The first widely-prescribed antibiotic was Penicillin, mass-produced from 1943. Since then antibiotics have continued to save millions of lives across the world. However, in 1947 the first cases of antibiotic-resistant bacteria were found in the clinic. This has been the general pattern every time a new antibiotic has come onto the market - it is only a matter of a few years or less before some bacteria become resistant.
Bacteria are smaller and simpler than human cells and they can divide very quickly, in some cases they can double in number in just 20 minutes. Every time a bacterium divides, random mistakes are made when it copies its DNA code. These changes can result in the new bacterium having a slightly different structure. On some occasions, it is the target of the antibiotic which is changed and hence the antibiotic cannot bind to and kill the bacterium. So when the antibiotic is given to the person, all the normal bacteria die but these new mutant bacteria are now resistant and continue to grow and divide. Hence an antibiotic-resistant strain of bacteria has been created. It is by this process that bacteria such as MRSA (Methicillin Resistant Staphylococcus Aureus) are created.

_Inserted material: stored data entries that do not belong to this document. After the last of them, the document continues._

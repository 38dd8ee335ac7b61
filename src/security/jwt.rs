/// Token issuing and verification.
///
/// Access and refresh tokens are signed with distinct HS256 keys so that a
/// refresh-key compromise cannot forge access tokens and vice versa. Key
/// material is injected at construction; there is no process-global key
/// state. Verification is a pure signature/time check — revocation is the
/// session service's job.
use chrono::{Duration, Utc};
use jsonwebtoken::{
    decode, encode, errors::ErrorKind, Algorithm, DecodingKey, EncodingKey, Header, Validation,
};
use serde::{de::DeserializeOwned, Deserialize, Serialize};
use thiserror::Error;
use uuid::Uuid;

use crate::config::Config;
use crate::error::{AuthError, Result};
use crate::models::{Role, User};

/// Why a token failed verification. Both kinds collapse to the same
/// user-facing outcome, but callers occasionally log them apart.
#[derive(Debug, Clone, Copy, PartialEq, Eq, Error)]
pub enum TokenError {
    #[error("token expired")]
    Expired,
    #[error("token invalid")]
    Invalid,
}

/// Claims carried by an access token: enough identity to authorize a request
/// without touching the store.
#[derive(Debug, Clone, Serialize, Deserialize)]
pub struct AccessClaims {
    pub sub: String,
    pub email: String,
    pub role: Role,
    pub iat: i64,
    pub exp: i64,
    pub jti: String,
}

/// Claims carried by a refresh token: the account id only.
#[derive(Debug, Clone, Serialize, Deserialize)]
pub struct RefreshClaims {
    pub sub: String,
    pub iat: i64,
    pub exp: i64,
    pub jti: String,
}

#[derive(Clone)]
pub struct JwtKeys {
    access_encoding: EncodingKey,
    access_decoding: DecodingKey,
    refresh_encoding: EncodingKey,
    refresh_decoding: DecodingKey,
    access_ttl: Duration,
    refresh_ttl: Duration,
}

impl JwtKeys {
    pub fn new(
        access_secret: &str,
        refresh_secret: &str,
        access_ttl: Duration,
        refresh_ttl: Duration,
    ) -> Self {
        Self {
            access_encoding: EncodingKey::from_secret(access_secret.as_bytes()),
            access_decoding: DecodingKey::from_secret(access_secret.as_bytes()),
            refresh_encoding: EncodingKey::from_secret(refresh_secret.as_bytes()),
            refresh_decoding: DecodingKey::from_secret(refresh_secret.as_bytes()),
            access_ttl,
            refresh_ttl,
        }
    }

    pub fn from_config(config: &Config) -> Self {
        Self::new(
            &config.jwt_access_secret,
            &config.jwt_refresh_secret,
            Duration::seconds(config.access_token_ttl_secs),
            Duration::seconds(config.refresh_token_ttl_secs),
        )
    }

    pub fn access_ttl(&self) -> Duration {
        self.access_ttl
    }

    pub fn refresh_ttl(&self) -> Duration {
        self.refresh_ttl
    }

    /// Mint a signed access token embedding {id, email, role}.
    pub fn issue_access_token(&self, user: &User) -> Result<String> {
        let now = Utc::now();
        let claims = AccessClaims {
            sub: user.id.to_string(),
            email: user.email.clone(),
            role: user.role,
            iat: now.timestamp(),
            exp: (now + self.access_ttl).timestamp(),
            jti: Uuid::new_v4().to_string(),
        };
        encode(&Header::default(), &claims, &self.access_encoding)
            .map_err(|e| AuthError::Internal(format!("failed to sign access token: {e}")))
    }

    /// Mint a signed refresh token embedding the account id only. The jti
    /// makes every issued token distinct even within the same second.
    pub fn issue_refresh_token(&self, user_id: Uuid) -> Result<String> {
        let now = Utc::now();
        let claims = RefreshClaims {
            sub: user_id.to_string(),
            iat: now.timestamp(),
            exp: (now + self.refresh_ttl).timestamp(),
            jti: Uuid::new_v4().to_string(),
        };
        encode(&Header::default(), &claims, &self.refresh_encoding)
            .map_err(|e| AuthError::Internal(format!("failed to sign refresh token: {e}")))
    }

    pub fn verify_access_token(&self, token: &str) -> std::result::Result<AccessClaims, TokenError> {
        verify(token, &self.access_decoding)
    }

    pub fn verify_refresh_token(
        &self,
        token: &str,
    ) -> std::result::Result<RefreshClaims, TokenError> {
        verify(token, &self.refresh_decoding)
    }
}

fn verify<C: DeserializeOwned>(
    token: &str,
    key: &DecodingKey,
) -> std::result::Result<C, TokenError> {
    let mut validation = Validation::new(Algorithm::HS256);
    validation.leeway = 0;
    decode::<C>(token, key, &validation)
        .map(|data| data.claims)
        .map_err(|e| match e.kind() {
            ErrorKind::ExpiredSignature => TokenError::Expired,
            _ => TokenError::Invalid,
        })
}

It is possible to slow down the process of antibiotic resistance by prescribing antibiotics as sparingly as possible and by having every patient complete full courses of antibiotics rather than stop part-way through. But if we are to continue winning the fight against bacteria, scientists must design and develop new types of antibiotic which avoid all the current methods of resistance. There has been only one major new type of antibiotic released in the last 25 years and so there is a strong need for research into this important area.
My research is focused on developing compounds which we can make cheaply in the laboratory that bind to the DNA of bacteria. They bind to DNA causing it to bend in on itself and tangle up like a ball of wool. This tangled DNA is now of no use to the bacteria as it cannot unravel it, which it needs to if it's going divide and make new bacteria. I am developing ways of targeting these molecules precisely to the DNA of bacteria and better understanding how they could possibly operate in the clinic.